use std::sync::Arc;

use axum::{
    Json,
    extract::{
        Path, Query, State,
        rejection::{JsonRejection, PathRejection, QueryRejection},
    },
    http::StatusCode,
    response::IntoResponse,
};
use bank::models::{
    FoodPostUpdate, NewCategory, NewFoodPost, NewMessage, NewReview, NewUser, UserUpdate,
};
use serde_json::json;

use crate::{
    error::AppError,
    extract::{AdminUser, CurrentUser},
    search::SearchParams,
    state::AppState,
    utils::{
        read_json, read_path, validate_message, validate_new_category, validate_new_post,
        validate_new_user, validate_post_update,
    },
};

pub async fn home_handler() -> impl IntoResponse {
    Json(json!({
        "message": "Food Sharing API is running!",
        "version": env!("CARGO_PKG_VERSION"),
    }))
}

pub async fn register_handler(
    State(state): State<Arc<AppState>>,
    payload: Result<Json<NewUser>, JsonRejection>,
) -> Result<impl IntoResponse, AppError> {
    let new_user = read_json(payload)?;
    validate_new_user(&new_user)?;

    let user = state.database.create_user(new_user).await?;

    Ok((StatusCode::CREATED, Json(user)))
}

pub async fn me_handler(CurrentUser(user): CurrentUser) -> impl IntoResponse {
    Json(user)
}

pub async fn update_me_handler(
    State(state): State<Arc<AppState>>,
    CurrentUser(user): CurrentUser,
    payload: Result<Json<UserUpdate>, JsonRejection>,
) -> Result<impl IntoResponse, AppError> {
    let update = read_json(payload)?;

    Ok(Json(state.database.update_user(user.id, update).await?))
}

pub async fn categories_handler(
    State(state): State<Arc<AppState>>,
) -> Result<impl IntoResponse, AppError> {
    Ok(Json(state.database.categories().await?))
}

pub async fn create_category_handler(
    State(state): State<Arc<AppState>>,
    AdminUser(_admin): AdminUser,
    payload: Result<Json<NewCategory>, JsonRejection>,
) -> Result<impl IntoResponse, AppError> {
    let category = read_json(payload)?;
    validate_new_category(&category)?;

    let created = state.database.create_category(category).await?;

    Ok((StatusCode::CREATED, Json(created)))
}

pub async fn search_handler(
    State(state): State<Arc<AppState>>,
    params: Result<Query<SearchParams>, QueryRejection>,
) -> Result<impl IntoResponse, AppError> {
    let Query(params) = params.map_err(|e| AppError::MalformedPayload(e.body_text()))?;

    Ok(Json(state.database.search_posts(params.into()).await?))
}

pub async fn create_post_handler(
    State(state): State<Arc<AppState>>,
    CurrentUser(user): CurrentUser,
    payload: Result<Json<NewFoodPost>, JsonRejection>,
) -> Result<impl IntoResponse, AppError> {
    let new_post = read_json(payload)?;
    validate_new_post(&new_post)?;

    let post = state.database.create_post(user.id, new_post).await?;

    Ok((StatusCode::CREATED, Json(post)))
}

pub async fn post_handler(
    State(state): State<Arc<AppState>>,
    post_id: Result<Path<i64>, PathRejection>,
) -> Result<impl IntoResponse, AppError> {
    let post_id = read_path(post_id)?;

    Ok(Json(state.database.post(post_id).await?))
}

pub async fn update_post_handler(
    State(state): State<Arc<AppState>>,
    post_id: Result<Path<i64>, PathRejection>,
    CurrentUser(user): CurrentUser,
    payload: Result<Json<FoodPostUpdate>, JsonRejection>,
) -> Result<impl IntoResponse, AppError> {
    let post_id = read_path(post_id)?;
    let update = read_json(payload)?;
    validate_post_update(&update)?;

    Ok(Json(
        state.database.update_post(post_id, user.id, update).await?,
    ))
}

pub async fn delete_post_handler(
    State(state): State<Arc<AppState>>,
    post_id: Result<Path<i64>, PathRejection>,
    CurrentUser(user): CurrentUser,
) -> Result<impl IntoResponse, AppError> {
    let post_id = read_path(post_id)?;
    state.database.delete_post(post_id, user.id).await?;

    Ok(Json(json!({ "message": "Food post deleted successfully" })))
}

pub async fn claim_handler(
    State(state): State<Arc<AppState>>,
    post_id: Result<Path<i64>, PathRejection>,
    CurrentUser(user): CurrentUser,
) -> Result<impl IntoResponse, AppError> {
    let post_id = read_path(post_id)?;
    let post = state.database.claim_post(post_id, user.id).await?;

    Ok(Json(json!({
        "message": "Food post claimed successfully",
        "post": post,
    })))
}

pub async fn messages_handler(
    State(state): State<Arc<AppState>>,
    CurrentUser(user): CurrentUser,
) -> Result<impl IntoResponse, AppError> {
    Ok(Json(state.database.messages_for(user.id).await?))
}

pub async fn send_message_handler(
    State(state): State<Arc<AppState>>,
    CurrentUser(user): CurrentUser,
    payload: Result<Json<NewMessage>, JsonRejection>,
) -> Result<impl IntoResponse, AppError> {
    let message = read_json(payload)?;
    validate_message(&message)?;

    let sent = state.database.send_message(user.id, message).await?;

    Ok((StatusCode::CREATED, Json(sent)))
}

pub async fn create_review_handler(
    State(state): State<Arc<AppState>>,
    CurrentUser(user): CurrentUser,
    payload: Result<Json<NewReview>, JsonRejection>,
) -> Result<impl IntoResponse, AppError> {
    let review = read_json(payload)?;

    let created = state.database.create_review(user.id, review).await?;

    Ok((StatusCode::CREATED, Json(created)))
}

pub async fn reviews_handler(
    State(state): State<Arc<AppState>>,
    user_id: Result<Path<i64>, PathRejection>,
) -> Result<impl IntoResponse, AppError> {
    let user_id = read_path(user_id)?;

    Ok(Json(state.database.reviews_for(user_id).await?))
}
//! Caller identity.
//!
//! The reverse proxy in front of this service authenticates the request and
//! forwards the caller's user id in [`USER_ID_HEADER`]. Here we only resolve
//! that id to an active user.
use std::sync::Arc;

use axum::{extract::FromRequestParts, http::request::Parts};
use bank::{BankError, models::User};

use crate::{error::AppError, state::AppState};

pub const USER_ID_HEADER: &str = "x-user-id";

pub struct CurrentUser(pub User);

impl FromRequestParts<Arc<AppState>> for CurrentUser {
    type Rejection = AppError;

    async fn from_request_parts(
        parts: &mut Parts,
        state: &Arc<AppState>,
    ) -> Result<Self, Self::Rejection> {
        let user_id: i64 = parts
            .headers
            .get(USER_ID_HEADER)
            .and_then(|value| value.to_str().ok())
            .and_then(|value| value.trim().parse().ok())
            .ok_or(AppError::Unauthorized)?;

        let user = match state.database.user(user_id).await {
            Ok(user) => user,
            Err(BankError::NotFound(_)) => return Err(AppError::Unauthorized),
            Err(e) => return Err(e.into()),
        };

        if !user.is_active {
            return Err(AppError::Forbidden("Inactive user".to_string()));
        }

        Ok(Self(user))
    }
}

pub struct AdminUser(pub User);

impl FromRequestParts<Arc<AppState>> for AdminUser {
    type Rejection = AppError;

    async fn from_request_parts(
        parts: &mut Parts,
        state: &Arc<AppState>,
    ) -> Result<Self, Self::Rejection> {
        let CurrentUser(user) = CurrentUser::from_request_parts(parts, state).await?;

        if !user.is_admin {
            return Err(AppError::Forbidden("Admin access required".to_string()));
        }

        Ok(Self(user))
    }
}
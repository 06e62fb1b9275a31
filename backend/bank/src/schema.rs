//! Table definitions. Applied on every [`crate::Database::open`], so each
//! statement has to stay idempotent.

pub const SCHEMA: &str = r#"
CREATE TABLE IF NOT EXISTS users (
    id              INTEGER PRIMARY KEY AUTOINCREMENT,
    username        TEXT NOT NULL UNIQUE,
    email           TEXT NOT NULL UNIQUE,
    full_name       TEXT,
    phone           TEXT,
    address         TEXT,
    city            TEXT,
    state           TEXT,
    zip_code        TEXT,
    profile_picture TEXT,
    bio             TEXT,
    is_active       INTEGER NOT NULL DEFAULT 1,
    is_admin        INTEGER NOT NULL DEFAULT 0,
    created_at      TEXT NOT NULL,
    updated_at      TEXT NOT NULL
);

CREATE TABLE IF NOT EXISTS categories (
    id          INTEGER PRIMARY KEY AUTOINCREMENT,
    name        TEXT NOT NULL UNIQUE,
    description TEXT,
    icon        TEXT,
    created_at  TEXT NOT NULL
);

CREATE TABLE IF NOT EXISTS food_posts (
    id                INTEGER PRIMARY KEY AUTOINCREMENT,
    user_id           INTEGER NOT NULL REFERENCES users(id),
    title             TEXT NOT NULL,
    description       TEXT NOT NULL,
    category_id       INTEGER REFERENCES categories(id),
    quantity          TEXT,
    expiry_date       TEXT,
    pickup_location   TEXT NOT NULL,
    pickup_time_start TEXT,
    pickup_time_end   TEXT,
    is_available      INTEGER NOT NULL DEFAULT 1,
    is_claimed        INTEGER NOT NULL DEFAULT 0,
    claimed_by        INTEGER REFERENCES users(id),
    claimed_at        TEXT,
    created_at        TEXT NOT NULL,
    updated_at        TEXT NOT NULL,
    CHECK (is_claimed = 0 OR (claimed_by IS NOT NULL AND claimed_at IS NOT NULL)),
    CHECK (claimed_by IS NULL OR claimed_by <> user_id)
);

CREATE INDEX IF NOT EXISTS idx_food_posts_user_id ON food_posts(user_id);
CREATE INDEX IF NOT EXISTS idx_food_posts_category_id ON food_posts(category_id);

CREATE TABLE IF NOT EXISTS food_images (
    id           INTEGER PRIMARY KEY AUTOINCREMENT,
    food_post_id INTEGER NOT NULL REFERENCES food_posts(id) ON DELETE CASCADE,
    image_path   TEXT NOT NULL,
    is_primary   INTEGER NOT NULL DEFAULT 0,
    created_at   TEXT NOT NULL
);

CREATE INDEX IF NOT EXISTS idx_food_images_post_id ON food_images(food_post_id);

CREATE TABLE IF NOT EXISTS messages (
    id           INTEGER PRIMARY KEY AUTOINCREMENT,
    sender_id    INTEGER NOT NULL REFERENCES users(id),
    receiver_id  INTEGER NOT NULL REFERENCES users(id),
    food_post_id INTEGER REFERENCES food_posts(id) ON DELETE SET NULL,
    subject      TEXT,
    message      TEXT NOT NULL,
    is_read      INTEGER NOT NULL DEFAULT 0,
    created_at   TEXT NOT NULL
);

CREATE INDEX IF NOT EXISTS idx_messages_sender_id ON messages(sender_id);
CREATE INDEX IF NOT EXISTS idx_messages_receiver_id ON messages(receiver_id);

CREATE TABLE IF NOT EXISTS reviews (
    id               INTEGER PRIMARY KEY AUTOINCREMENT,
    reviewer_id      INTEGER NOT NULL REFERENCES users(id),
    reviewed_user_id INTEGER NOT NULL REFERENCES users(id),
    food_post_id     INTEGER REFERENCES food_posts(id) ON DELETE SET NULL,
    rating           INTEGER NOT NULL CHECK (rating >= 1 AND rating <= 5),
    comment          TEXT,
    created_at       TEXT NOT NULL
);

CREATE INDEX IF NOT EXISTS idx_reviews_reviewed_user_id ON reviews(reviewed_user_id);
"#;
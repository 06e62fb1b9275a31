use std::path::PathBuf;

use bank::{Database, database::DEFAULT_BUSY_TIMEOUT};
use clap::Parser;
use tracing_subscriber::{EnvFilter, fmt};

#[derive(Parser, Debug)]
#[command(author, version, about)]
struct Args {
    #[arg(long, env = "DATABASE_PATH", default_value = "food.db")]
    database: PathBuf,

    /// Only create the schema and categories.
    #[arg(long)]
    no_test_users: bool,
}

#[tokio::main]
async fn main() -> anyhow::Result<()> {
    fmt().with_env_filter(EnvFilter::from_default_env()).init();

    let args = Args::parse();

    let database = Database::open(args.database.clone(), DEFAULT_BUSY_TIMEOUT).await?;
    let report = seed::seed_database(&database, !args.no_test_users).await?;

    println!("New Categories: {}", report.new_categories);
    println!("New Users: {}", report.new_users);

    Ok(())
}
::::::::::
The response is the exact set of lines from the one holding "async fn main()" through the last line of the material.

async fn main() -> anyhow::Result<()> {
    fmt().with_env_filter(EnvFilter::from_default_env()).init();

    let args = Args::parse();

    let database = Database::open(args.database.clone(), DEFAULT_BUSY_TIMEOUT).await?;
    let report = seed::seed_database(&database, !args.no_test_users).await?;

    println!("New Categories: {}", report.new_categories);
    println!("New Users: {}", report.new_users);

    Ok(())
}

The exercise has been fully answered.